- _TASK TO COMPLETE_: Output all of the material beneath this line exactly as it is.

- _DATA TO PROCESS_:
//! New comment request validation

use serde::Deserialize;

use super::ValidationError;

/// Body of `POST /api/articles/{id}/comments`.
///
/// Unknown fields are ignored by serde; only `body` and `author` are ever
/// stored or echoed back.
#[derive(Debug, Clone, Default, Deserialize)]
pub struct NewComment {
    #[serde(default)]
    pub body: Option<String>,
    #[serde(default)]
    pub author: Option<String>,
}

/// Comment input that passed shape validation
#[derive(Debug, Clone, PartialEq, Eq)]
pub struct ValidComment<'a> {
    pub body: &'a str,
    pub author: &'a str,
}

fn required<'a>(field: &'static str, value: Option<&'a str>) -> Result<&'a str, ValidationError> {
    match value {
        Some(v) if !v.trim().is_empty() => Ok(v),
        _ => Err(ValidationError::Missing { field }),
    }
}

impl NewComment {
    /// Check that both fields are present and not blank.
    ///
    /// Whether `author` names a real user is left to the foreign key.
    pub fn validate(&self) -> Result<ValidComment<'_>, ValidationError> {
        Ok(ValidComment {
            body: required("body", self.body.as_deref())?,
            author: required("author", self.author.as_deref())?,
        })
    }
}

- _TASK RESULT_:
//! New comment request validation

use serde::Deserialize;

use super::ValidationError;

/// Body of `POST /api/articles/{id}/comments`.
///
/// Unknown fields are ignored by serde; only `body` and `author` are ever
/// stored or echoed back.
#[derive(Debug, Clone, Default, Deserialize)]
pub struct NewComment {
    #[serde(default)]
    pub body: Option<String>,
    #[serde(default)]
    pub author: Option<String>,
}

/// Comment input that passed shape validation
#[derive(Debug, Clone, PartialEq, Eq)]
pub struct ValidComment<'a> {
    pub body: &'a str,
    pub author: &'a str,
}

fn required<'a>(field: &'static str, value: Option<&'a str>) -> Result<&'a str, ValidationError> {
    match value {
        Some(v) if !v.trim().is_empty() => Ok(v),
        _ => Err(ValidationError::Missing { field }),
    }
}

impl NewComment {
    /// Check that both fields are present and not blank.
    ///
    /// Whether `author` names a real user is left to the foreign key.
    pub fn validate(&self) -> Result<ValidComment<'_>, ValidationError> {
        Ok(ValidComment {
            body: required("body", self.body.as_deref())?,
            author: required("author", self.author.as_deref())?,
        })
    }
}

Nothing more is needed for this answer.